Like most topics in this handbook, you should err on the side of simplicity, atomicity, and task decomposition when building extractors. Like other decision models, you'll want them staying focused on one decision path at a time if budget and architecture can afford it.
We'll break down what field types should be allowed, how you should try to scope them, and what a task should look like in general.

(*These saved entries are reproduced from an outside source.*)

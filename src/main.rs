use clap::{Args, Parser, Subcommand};
use hci_score::config::{AppConfig, OutputFormat};
use hci_score::error::AppError;
use hci_score::score::derive::{
    cohort_size_option, low_field_resolution_option, p_value_option, PValue, StudyDesign,
};
use hci_score::score::{CatalogError, ScoreError, ScoreOutcome, ScoringEngine};
use hci_score::telemetry;
use serde_json::Value;
use std::io::{Read, Write};
use std::path::PathBuf;
use tracing::info;

#[derive(Parser, Debug)]
#[command(
    name = "hci-score",
    about = "Validate and score HLA disease association curations from the command line",
    version
)]
struct Cli {
    #[command(subcommand)]
    command: Command,
}

#[derive(Subcommand, Debug)]
enum Command {
    /// Validate a questionnaire and print its evidence score
    Score(ScoreArgs),
    /// Print the rule catalog as JSON
    Catalog(CatalogArgs),
    /// Print every questionnaire field with its legal options
    Schema,
    /// Suggest the catalog option that matches raw study facts
    Suggest {
        #[command(subcommand)]
        command: SuggestCommand,
    },
}

#[derive(Args, Debug)]
struct ScoreArgs {
    /// Questionnaire JSON file (reads stdin when omitted)
    #[arg(long, short)]
    input: Option<PathBuf>,
    /// Override the configured output format (text or json)
    #[arg(long, value_parser = parse_format)]
    format: Option<OutputFormat>,
}

#[derive(Args, Debug)]
struct CatalogArgs {
    /// Only print the step with this id (e.g. 3B)
    #[arg(long)]
    step: Option<String>,
}

#[derive(Subcommand, Debug)]
enum SuggestCommand {
    /// Step 3A bucket for a p-value given as significand x 10^exponent
    PValue(PValueArgs),
    /// Step 4 bucket for a cohort size
    Cohort(CohortArgs),
    /// Step 6B weighting for a step 1B allele resolution
    Resolution(ResolutionArgs),
}

#[derive(Args, Debug)]
#[group(required = true, multiple = false)]
struct DesignArgs {
    /// The association comes from a genome-wide association study
    #[arg(long)]
    gwas: bool,
    /// The association comes from a candidate-gene or other non-GWAS study
    #[arg(long)]
    non_gwas: bool,
}

impl DesignArgs {
    fn design(&self) -> StudyDesign {
        if self.gwas {
            StudyDesign::Gwas
        } else {
            StudyDesign::NonGwas
        }
    }
}

#[derive(Args, Debug)]
struct PValueArgs {
    #[command(flatten)]
    design: DesignArgs,
    #[arg(long)]
    significand: f64,
    #[arg(long, allow_negative_numbers = true)]
    exponent: i32,
}

#[derive(Args, Debug)]
struct CohortArgs {
    #[command(flatten)]
    design: DesignArgs,
    /// Number of study participants
    #[arg(long)]
    participants: u32,
}

#[derive(Args, Debug)]
struct ResolutionArgs {
    /// A step 1B option, e.g. "2-field"
    #[arg(long)]
    allele_resolution: String,
}

fn main() {
    if let Err(err) = run() {
        eprintln!("application error: {err}");
        let code = if err.is_user_input() { 2 } else { 1 };
        std::process::exit(code);
    }
}

fn run() -> Result<(), AppError> {
    let cli = Cli::parse();
    let config = AppConfig::load()?;
    telemetry::init(&config.telemetry)?;

    let engine = ScoringEngine::standard()?;
    info!(?config.environment, "scoring engine ready");

    match cli.command {
        Command::Score(args) => {
            let format = args.format.unwrap_or(config.output.format);
            run_score(&engine, args.input, format, &mut std::io::stdout().lock())
        }
        Command::Catalog(args) => run_catalog(&engine, args.step.as_deref()),
        Command::Schema => {
            let schema = engine.schema()?;
            println!("{}", serde_json::to_string_pretty(&schema)?);
            Ok(())
        }
        Command::Suggest { command } => {
            println!("{}", suggest(&engine, command)?);
            Ok(())
        }
    }
}

fn parse_format(raw: &str) -> Result<OutputFormat, String> {
    OutputFormat::parse(raw).map_err(|err| err.to_string())
}

fn run_score(
    engine: &ScoringEngine,
    input: Option<PathBuf>,
    format: OutputFormat,
    out: &mut impl Write,
) -> Result<(), AppError> {
    let raw = match input {
        Some(path) => std::fs::read_to_string(path)?,
        None => {
            let mut buffer = String::new();
            std::io::stdin().read_to_string(&mut buffer)?;
            buffer
        }
    };
    let raw: Value = serde_json::from_str(&raw)?;

    match engine.score(&raw) {
        Ok(outcome) => {
            match format {
                OutputFormat::Json => writeln!(out, "{}", serde_json::to_string_pretty(&outcome)?)?,
                OutputFormat::Text => write!(out, "{}", render_outcome(&outcome))?,
            }
            Ok(())
        }
        Err(ScoreError::Validation(err)) if format == OutputFormat::Json => {
            writeln!(out, "{}", serde_json::to_string_pretty(&err)?)?;
            Err(ScoreError::Validation(err).into())
        }
        Err(err) => Err(err.into()),
    }
}

fn run_catalog(engine: &ScoringEngine, step: Option<&str>) -> Result<(), AppError> {
    let catalog = engine.catalog();
    let rendered = match step {
        Some(step_id) => {
            let step = catalog
                .step(step_id)
                .ok_or_else(|| CatalogError::UnknownStep(step_id.to_string()))?;
            serde_json::to_string_pretty(step)?
        }
        None => serde_json::to_string_pretty(catalog)?,
    };
    println!("{rendered}");
    Ok(())
}

fn suggest(engine: &ScoringEngine, command: SuggestCommand) -> Result<&'static str, AppError> {
    let option = match command {
        SuggestCommand::PValue(args) => {
            let p_value = PValue::new(args.significand, args.exponent)?;
            p_value_option(args.design.design(), p_value)
        }
        SuggestCommand::Cohort(args) => cohort_size_option(args.design.design(), args.participants),
        SuggestCommand::Resolution(args) => {
            low_field_resolution_option(engine.catalog(), &args.allele_resolution)?
        }
    };
    Ok(option)
}

fn render_outcome(outcome: &ScoreOutcome) -> String {
    let breakdown = &outcome.breakdown;
    let mut output = format!("HLA evidence score: {}\n\n", breakdown.score);

    output.push_str("Step totals\n");
    output.push_str(&format!("- Step 1 (characterization): {}\n", breakdown.step_1));
    output.push_str(&format!("- Step 2 (typing method): {}\n", breakdown.step_2));
    output.push_str(&format!("- Step 3 (statistics): {}\n", breakdown.step_3));
    output.push_str(&format!("- Step 4 (cohort size): {}\n", breakdown.step_4));
    output.push_str(&format!("- Step 5 (phenotypes): {}\n", breakdown.step_5));
    output.push_str(&format!(
        "- Subtotal {} x weighting {} = {}\n",
        breakdown.additive_total, breakdown.weighting_factor, breakdown.score
    ));

    output.push_str("\nAnswers\n");
    for contribution in &breakdown.contributions {
        output.push_str(&format!(
            "- {} {}: {} ({} pts)\n",
            contribution.step_id,
            contribution.display_name,
            contribution.selections.join(" + "),
            contribution.points
        ));
    }
    output
}
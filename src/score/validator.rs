use std::collections::{HashMap, HashSet};
use std::fmt;
use std::sync::Arc;

use serde::Serialize;
use serde_json::{Map, Value};
use tracing::{debug, warn};

use super::catalog::{CatalogError, RuleCatalog};
use super::questionnaire::{
    self, Characterization, CohortSize, FieldSpec, PhenotypeSpecificity, Questionnaire,
    Selection, StatisticalSupport, TypingMethod, Weighting, QUESTIONNAIRE_FIELDS,
};

/// Why a raw field was rejected.
#[derive(Debug, Clone, PartialEq, Eq, Serialize)]
#[serde(tag = "kind", rename_all = "snake_case")]
pub enum IssueReason {
    Missing,
    NotAnObject,
    NotAString,
    NotAStringOrList,
    UnknownOption,
    EmptySelection,
    NonStringElement { index: usize },
    UnknownElement { index: usize },
    DuplicateElement { index: usize },
}

impl fmt::Display for IssueReason {
    fn fmt(&self, f: &mut fmt::Formatter<'_>) -> fmt::Result {
        match self {
            IssueReason::Missing => write!(f, "required field is missing"),
            IssueReason::NotAnObject => write!(f, "expected an object"),
            IssueReason::NotAString => write!(f, "expected an option name"),
            IssueReason::NotAStringOrList => {
                write!(f, "expected an option name or a list of option names")
            }
            IssueReason::UnknownOption => write!(f, "not a recognised option for this step"),
            IssueReason::EmptySelection => write!(f, "at least one option must be selected"),
            IssueReason::NonStringElement { index } => {
                write!(f, "element {index} is not an option name")
            }
            IssueReason::UnknownElement { index } => {
                write!(f, "element {index} is not a recognised option for this step")
            }
            IssueReason::DuplicateElement { index } => {
                write!(f, "element {index} repeats an earlier selection")
            }
        }
    }
}

/// One rejected field, with enough context for a curator to fix the form.
#[derive(Debug, Clone, PartialEq, Serialize)]
pub struct FieldIssue {
    pub field: String,
    #[serde(skip_serializing_if = "Option::is_none")]
    pub step_id: Option<String>,
    #[serde(skip_serializing_if = "Option::is_none")]
    pub value: Option<Value>,
    pub reason: IssueReason,
}

impl fmt::Display for FieldIssue {
    fn fmt(&self, f: &mut fmt::Formatter<'_>) -> fmt::Result {
        write!(f, "{}", self.field)?;
        if let Some(step_id) = &self.step_id {
            write!(f, " (step {step_id})")?;
        }
        write!(f, ": {}", self.reason)?;
        if let Some(value) = &self.value {
            write!(f, " (got {value})")?;
        }
        Ok(())
    }
}

/// Raw answers did not conform to the rule catalog. Never partially scored.
#[derive(Debug, Clone, PartialEq, Serialize, thiserror::Error)]
#[error("questionnaire rejected with {} issue(s): {}", .issues.len(), join_issues(.issues))]
pub struct ValidationError {
    pub issues: Vec<FieldIssue>,
}

impl ValidationError {
    /// First issue reported against `step_id`, if any.
    pub fn issue_for_step(&self, step_id: &str) -> Option<&FieldIssue> {
        self.issues
            .iter()
            .find(|issue| issue.step_id.as_deref() == Some(step_id))
    }

    pub fn fields(&self) -> Vec<&str> {
        self.issues.iter().map(|issue| issue.field.as_str()).collect()
    }
}

fn join_issues(issues: &[FieldIssue]) -> String {
    issues
        .iter()
        .map(ToString::to_string)
        .collect::<Vec<_>>()
        .join("; ")
}

/// Checks raw curator answers against the catalog's legal option names.
#[derive(Debug, Clone)]
pub struct QuestionnaireValidator {
    catalog: Arc<RuleCatalog>,
    legal: HashMap<&'static str, HashSet<String>>,
}

impl QuestionnaireValidator {
    /// Materialise the legal option set for every questionnaire field.
    pub fn new(catalog: Arc<RuleCatalog>) -> Result<Self, CatalogError> {
        let mut legal = HashMap::with_capacity(QUESTIONNAIRE_FIELDS.len());
        for field in QUESTIONNAIRE_FIELDS {
            let names = catalog
                .option_names(field.step_id)?
                .into_iter()
                .map(str::to_string)
                .collect();
            legal.insert(field.step_id, names);
        }

        Ok(Self { catalog, legal })
    }

    pub fn catalog(&self) -> &Arc<RuleCatalog> {
        &self.catalog
    }

    /// Validate the whole questionnaire, collecting every field issue in one pass.
    pub fn validate(&self, raw: &Value) -> Result<Questionnaire, ValidationError> {
        let Some(root) = raw.as_object() else {
            let issues = vec![FieldIssue {
                field: "<root>".to_string(),
                step_id: None,
                value: Some(raw.clone()),
                reason: IssueReason::NotAnObject,
            }];
            warn!(issues = issues.len(), "questionnaire rejected");
            return Err(ValidationError { issues });
        };

        let mut reader = FieldReader::new(root, &self.legal);

        let step_1 = read_characterization(&mut reader);
        let step_2 = reader
            .single(&questionnaire::TYPING_METHOD)
            .map(|typing_method| TypingMethod { typing_method });
        let step_3 = read_statistics(&mut reader);
        let step_4 = reader
            .single(&questionnaire::COHORT_SIZE)
            .map(|cohort_size| CohortSize { cohort_size });
        let step_5 = reader
            .single(&questionnaire::ADDITIONAL_PHENOTYPES)
            .map(|additional_phenotypes| PhenotypeSpecificity {
                additional_phenotypes,
            });
        let step_6 = read_weighting(&mut reader);

        let issues = reader.finish();
        match (step_1, step_2, step_3, step_4, step_5, step_6) {
            (Some(step_1), Some(step_2), Some(step_3), Some(step_4), Some(step_5), Some(step_6))
                if issues.is_empty() =>
            {
                debug!("questionnaire validated");
                Ok(Questionnaire {
                    step_1,
                    step_2,
                    step_3,
                    step_4,
                    step_5,
                    step_6,
                })
            }
            _ => {
                warn!(issues = issues.len(), "questionnaire rejected");
                Err(ValidationError { issues })
            }
        }
    }
}

fn read_characterization(reader: &mut FieldReader<'_>) -> Option<Characterization> {
    let allele_or_haplotype = reader.single(&questionnaire::ALLELE_OR_HAPLOTYPE);
    let allele_resolution = reader.single(&questionnaire::ALLELE_RESOLUTION);
    let zygosity = reader.single(&questionnaire::ZYGOSITY);
    let phase = reader.single(&questionnaire::PHASE);

    Some(Characterization {
        allele_or_haplotype: allele_or_haplotype?,
        allele_resolution: allele_resolution?,
        zygosity: zygosity?,
        phase: phase?,
    })
}

fn read_statistics(reader: &mut FieldReader<'_>) -> Option<StatisticalSupport> {
    let p_value = reader.single(&questionnaire::P_VALUE);
    let multiple_testing_correction = reader.selection(&questionnaire::MULTIPLE_TESTING_CORRECTION);
    let effect_size = reader.selection(&questionnaire::EFFECT_SIZE);

    Some(StatisticalSupport {
        p_value: p_value?,
        multiple_testing_correction: multiple_testing_correction?,
        effect_size: effect_size?,
    })
}

fn read_weighting(reader: &mut FieldReader<'_>) -> Option<Weighting> {
    let weighing_association = reader.single(&questionnaire::WEIGHING_ASSOCIATION);
    let low_field_resolution = reader.single(&questionnaire::LOW_FIELD_RESOLUTION);

    Some(Weighting {
        weighing_association: weighing_association?,
        low_field_resolution: low_field_resolution?,
    })
}

/// Walks the raw mapping field by field, recording issues instead of stopping.
struct FieldReader<'a> {
    root: &'a Map<String, Value>,
    legal: &'a HashMap<&'static str, HashSet<String>>,
    reported_sections: HashSet<&'static str>,
    issues: Vec<FieldIssue>,
}

impl<'a> FieldReader<'a> {
    fn new(root: &'a Map<String, Value>, legal: &'a HashMap<&'static str, HashSet<String>>) -> Self {
        Self {
            root,
            legal,
            reported_sections: HashSet::new(),
            issues: Vec::new(),
        }
    }

    fn finish(self) -> Vec<FieldIssue> {
        self.issues
    }

    fn single(&mut self, field: &FieldSpec) -> Option<String> {
        let value = self.lookup(field)?;
        match value {
            Value::String(name) => self.checked_name(field, name, value),
            other => {
                self.report(field, Some(other.clone()), IssueReason::NotAString);
                None
            }
        }
    }

    fn selection(&mut self, field: &FieldSpec) -> Option<Selection> {
        let value = self.lookup(field)?;
        match value {
            Value::String(name) => self
                .checked_name(field, name, value)
                .map(Selection::Single),
            Value::Array(elements) => self.checked_list(field, elements).map(Selection::Multiple),
            other => {
                self.report(field, Some(other.clone()), IssueReason::NotAStringOrList);
                None
            }
        }
    }

    fn checked_name(&mut self, field: &FieldSpec, name: &str, value: &Value) -> Option<String> {
        if self.is_legal(field, name) {
            Some(name.to_string())
        } else {
            self.report(field, Some(value.clone()), IssueReason::UnknownOption);
            None
        }
    }

    fn checked_list(&mut self, field: &FieldSpec, elements: &[Value]) -> Option<Vec<String>> {
        if elements.is_empty() {
            self.report(field, Some(Value::Array(Vec::new())), IssueReason::EmptySelection);
            return None;
        }

        let mut names = Vec::with_capacity(elements.len());
        let mut valid = true;
        for (index, element) in elements.iter().enumerate() {
            let Value::String(name) = element else {
                self.report(
                    field,
                    Some(element.clone()),
                    IssueReason::NonStringElement { index },
                );
                valid = false;
                continue;
            };

            if !self.is_legal(field, name) {
                self.report(
                    field,
                    Some(element.clone()),
                    IssueReason::UnknownElement { index },
                );
                valid = false;
            } else if names.contains(name) {
                self.report(
                    field,
                    Some(element.clone()),
                    IssueReason::DuplicateElement { index },
                );
                valid = false;
            } else {
                names.push(name.clone());
            }
        }

        valid.then_some(names)
    }

    fn lookup(&mut self, field: &FieldSpec) -> Option<&'a Value> {
        let root = self.root;
        let section = match root.get(field.section) {
            None | Some(Value::Null) => {
                self.report(field, None, IssueReason::Missing);
                return None;
            }
            Some(Value::Object(section)) => section,
            Some(other) => {
                if self.reported_sections.insert(field.section) {
                    self.issues.push(FieldIssue {
                        field: field.section.to_string(),
                        step_id: None,
                        value: Some(other.clone()),
                        reason: IssueReason::NotAnObject,
                    });
                }
                return None;
            }
        };

        match section.get(field.key) {
            None | Some(Value::Null) => {
                self.report(field, None, IssueReason::Missing);
                None
            }
            Some(value) => Some(value),
        }
    }

    fn is_legal(&self, field: &FieldSpec, name: &str) -> bool {
        self.legal
            .get(field.step_id)
            .is_some_and(|names| names.contains(name))
    }

    fn report(&mut self, field: &FieldSpec, value: Option<Value>, reason: IssueReason) {
        self.issues.push(FieldIssue {
            field: field.path(),
            step_id: Some(field.step_id.to_string()),
            value,
            reason,
        });
    }
}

| Property | Recommendation | Rationale |
|---|---|---|
| Scope | When possible, defer to atomicity. That means fewer fields to extract, and less overall decision-making by the model. | Overloading models with too many tasks at once yields inconsistent results, and often forces the need for a larger model. Splitting an extraction task up may allow for overall greater throughput and accuracy. |
| Schema | Prefer enums, and closed-set fields when possible. If using free-form text, prefer shorter rather than longer spans (1-2 sentences max if possible). | Using closed-set field types simplifies verification. |
| Task orientation | Prefer "contained within" tasks that locate text and data already within the input. If you are making an inference about something contained, a classification task may make more sense. If you're summarizing or abstracting information from an input, a structured extraction task is not really the correct primitive to be using. | Again, using contained-within data is typically easier for verification. Abstractive summaries are harder to verify for correctness. |
| Missingness | Define when the model should return null, unknown, or not_applicable, and do not force a value when the evidence is absent. |
Many extraction failures are hallucinated values caused by schemas that require an answer even when the input does not contain one. |
| Use of reasoning | If the task is decision-oriented, having the model emit a structured scratchpad of its decision rationale can improve accuracy and auditability. | As mentioned in the intro, extractors are often decision problems. By giving the model a scratchpad, it has something to self-reference and provides a window into potential failure modes as a developer. |
| Support gathering | It can be helpful to force a model to cite where it found information. If documents are long, this can help with verification of task accuracy. | Again, improvement of verification and auditability. |